Search and rescue teams, with dogs in tow, were deployed across the blackened ruins of southern Oregon towns on Sunday as smouldering wildfires continue to ravage the US west and officials warn of mass casualties.
A blitz of wildfires across Oregon, California and Washington has destroyed thousands of homes and a half dozen small towns this summer, scorching a landscape the size of New Jersey and killing more than two dozen people since early August.
Crews in Jackson County, Oregon, were hoping to venture into rural areas where the Alameda Fire has abated slightly with slowing winds, sending up thick plumes of smoke as the embers burned.

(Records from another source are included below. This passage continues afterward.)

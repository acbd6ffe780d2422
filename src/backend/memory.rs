//! Memory Backend Module
//!
//! In-process store with per-entry expiry and least-recently-used eviction.

use std::collections::HashMap;

use parking_lot::Mutex;
use serde_json::Value;
use tracing::debug;

use crate::backend::{LruTracker, StorageBackend, StoredEntry};
use crate::cache::{current_timestamp_ms, Ttl};

#[derive(Debug, Default)]
struct MemoryState {
    entries: HashMap<String, StoredEntry>,
    lru: LruTracker,
    evictions: u64,
}

impl MemoryState {
    fn remove(&mut self, key: &str) -> bool {
        self.lru.remove(key);
        self.entries.remove(key).is_some()
    }
}

// == Memory Backend ==
/// Bounded in-memory backend.
#[derive(Debug)]
pub struct MemoryBackend {
    state: Mutex<MemoryState>,
    /// Maximum number of entries held at once
    max_entries: usize,
}

impl MemoryBackend {
    // == Constructor ==
    pub fn new(max_entries: usize) -> Self {
        Self {
            state: Mutex::new(MemoryState::default()),
            max_entries,
        }
    }

    /// Number of entries currently held, expired ones included.
    pub fn len(&self) -> usize {
        self.state.lock().entries.len()
    }

    pub fn is_empty(&self) -> bool {
        self.state.lock().entries.is_empty()
    }

    /// Entries dropped to make room since creation.
    pub fn evictions(&self) -> u64 {
        self.state.lock().evictions
    }

    pub fn max_entries(&self) -> usize {
        self.max_entries
    }
}

impl StorageBackend for MemoryBackend {
    // == Get ==
    fn get(&self, key: &str) -> Option<Value> {
        let mut state = self.state.lock();
        let expired = state.entries.get(key)?.is_expired();
        if expired {
            state.remove(key);
            return None;
        }

        state.lru.touch(key);
        state.entries.get(key).map(|entry| entry.value.clone())
    }

    // == Set ==
    fn set(&self, key: &str, value: &Value, ttl: Ttl) -> bool {
        let mut state = self.state.lock();

        if ttl.is_expired() {
            state.remove(key);
            return true;
        }

        let is_overwrite = state.entries.contains_key(key);
        if !is_overwrite && state.entries.len() >= self.max_entries {
            match state.lru.evict_oldest() {
                Some(evicted) => {
                    state.entries.remove(&evicted);
                    state.evictions += 1;
                    debug!(key = %evicted, "Evicted least recently used entry");
                }
                None => return false,
            }
        }

        state
            .entries
            .insert(key.to_string(), StoredEntry::new(value.clone(), ttl));
        state.lru.touch(key);
        true
    }

    // == Delete ==
    fn delete(&self, key: &str) -> bool {
        self.state.lock().remove(key);
        true
    }

    fn clear(&self) -> bool {
        let mut state = self.state.lock();
        state.entries.clear();
        state.lru.clear();
        true
    }

    fn has(&self, key: &str) -> bool {
        self.state
            .lock()
            .entries
            .get(key)
            .is_some_and(|entry| !entry.is_expired())
    }

    // == Purge Expired ==
    fn purge_expired(&self) -> usize {
        let now = current_timestamp_ms();
        let mut state = self.state.lock();
        let expired: Vec<String> = state
            .entries
            .iter()
            .filter(|(_, entry)| entry.is_expired_at(now))
            .map(|(key, _)| key.clone())
            .collect();

        for key in &expired {
            state.remove(key);
        }
        expired.len()
    }
}
//! Request DTOs for the cache API
//!
//! Defines the structure of incoming HTTP request bodies.

use serde::Deserialize;
use serde_json::Value;

/// Request body for the SET operation (PUT /set)
#[derive(Debug, Clone, Deserialize)]
pub struct SetRequest {
    /// The cache key
    pub key: String,
    /// The value to store
    pub value: Value,
    /// Optional TTL in seconds (uses the default if not specified)
    #[serde(default)]
    pub ttl: Option<i64>,
    /// Tags the entry depends on
    #[serde(default)]
    pub tags: Vec<String>,
}

impl SetRequest {
    /// Validates the request data
    ///
    /// Returns an error message if validation fails, None if valid.
    pub fn validate(&self) -> Option<String> {
        if self.key.is_empty() {
            return Some("Key cannot be empty".to_string());
        }
        if self.tags.iter().any(|tag| tag.is_empty()) {
            return Some("Tags cannot be empty".to_string());
        }
        None
    }
}

/// Request body for tag invalidation (POST /invalidate)
#[derive(Debug, Clone, Deserialize)]
pub struct InvalidateRequest {
    pub tags: Vec<String>,
}

impl InvalidateRequest {
    pub fn validate(&self) -> Option<String> {
        if self.tags.is_empty() {
            return Some("At least one tag is required".to_string());
        }
        None
    }
}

From Medford through the neighbouring communities of Phoenix and Talent, an apocalyptic scene of charred residential subdivisions and trailer parks stretched for miles along Highway 99.
After four days of brutally hot, windy weather, the weekend brought calmer winds blowing inland from the Pacific Ocean, and cooler, moister conditions that helped crews make headway against blazes that had burned unchecked earlier in the week.
Still, emergency officials worried that the shifting weather might not be enough to quell the fires.
“We’re concerned that the incoming front is not going to provide a lot of rain here in the Medford region and it’s going to bring increased winds,” Bureau of Land Management spokesman Kyle Sullivan said on Sunday.
Missing people
At least 10 people have been killed in Oregon, according to the office of emergency management. Brown has said that dozens of people remained missing across three counties.
The director of Oregon’s office of emergency management, Andrew Phelps, said authorities were bracing for the possibility of “mass fatality” incidents.
“There are going to be a number of fatalities, folks that just couldn’t get warning in time and couldn’t evacuate their homes and get to safety,” Mr Phelps told MSNBC on Friday.
There were 35 active fires burning in Oregon as of Sunday morning, according to the state’s office of emergency management website.
Thick smoke and ash from the fires has darkened the sky over the Pacific northwest since Labour Day, creating some of the world’s worst air-quality levels and driving residents indoors.
Drought conditions, extreme temperatures and high winds in Oregon created the “perfect firestorm” for the blazes to grow, governor Kate Brown told CBS’ Face the Nation on Sunday.
Wake-up call
“This is a wake-up call for all of us that we’ve got to do everything in our power to tackle climate change,” Ms Brown said.
Her comments echoed California governor Gavin Newsom’s statement on Friday that the fires should end all debate about the impact of climate change. Mr Newsom appeared to direct at least some of his remarks at US president Donald Trump.
Mr Trump, a Republican, was scheduled to travel to California and meet with federal and state officials on Monday. He has said that western governors bear some of the blame for intense fire seasons in recent years, as opposed to warming temperatures, and has accused them of poor forest management.
In California, nearly 17,000 firefighters were battling 29 major wildfires on Sunday, according to the California department of forestry and fire protection. Improving weather conditions had helped them gain a measure of containment over most of the blazes.
More than 4,000 homes and other structures have been incinerated in California alone over the past three weeks. Three million acres of land have been burned in the state, according to the state’s department of forestry and fire protection.